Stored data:

#[derive(Debug, Clone, Default, PartialEq, Serialize)]
pub struct ReapReport {
    /// Dead-lettered with `TIMEOUT`.
    pub dead_lettered: Vec<Uuid>,
    /// Found with every step done and closed with their completion status.
    pub completed: Vec<Uuid>,
    pub promoted: Vec<Uuid>,
}

// ---------------------------------------------------------------------------
// Orchestrator
// ---------------------------------------------------------------------------

pub struct Orchestrator<S, D, T, G> {
    store: Arc<S>,
    executor: Arc<StepExecutor<S, T, G>>,
    admission: Arc<AdmissionController>,
    dead_letters: Arc<DeadLetterManager<D>>,
    hasher: Arc<dyn ContentHasher>,
    bus: EventBus,
    /// Cancellation tokens of workflows driven by this process.
    tokens: Arc<DashMap<Uuid, CancellationToken>>,
    stale_after: chrono::Duration,
}

impl<S, D, T, G> Clone for Orchestrator<S, D, T, G> {
    fn clone(&self) -> Self {
        Self {
            store: self.store.clone(),
            executor: self.executor.clone(),
            admission: self.admission.clone(),
            dead_letters: self.dead_letters.clone(),
            hasher: self.hasher.clone(),
            bus: self.bus.clone(),
            tokens: self.tokens.clone(),
            stale_after: self.stale_after,
        }
    }
}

# WORK ORDER
Pick from the records each line that contains the word "struct" and show it.

# SOLUTION TO THE EXERCISE
pub struct ReapReport {
pub struct Orchestrator<S, D, T, G> {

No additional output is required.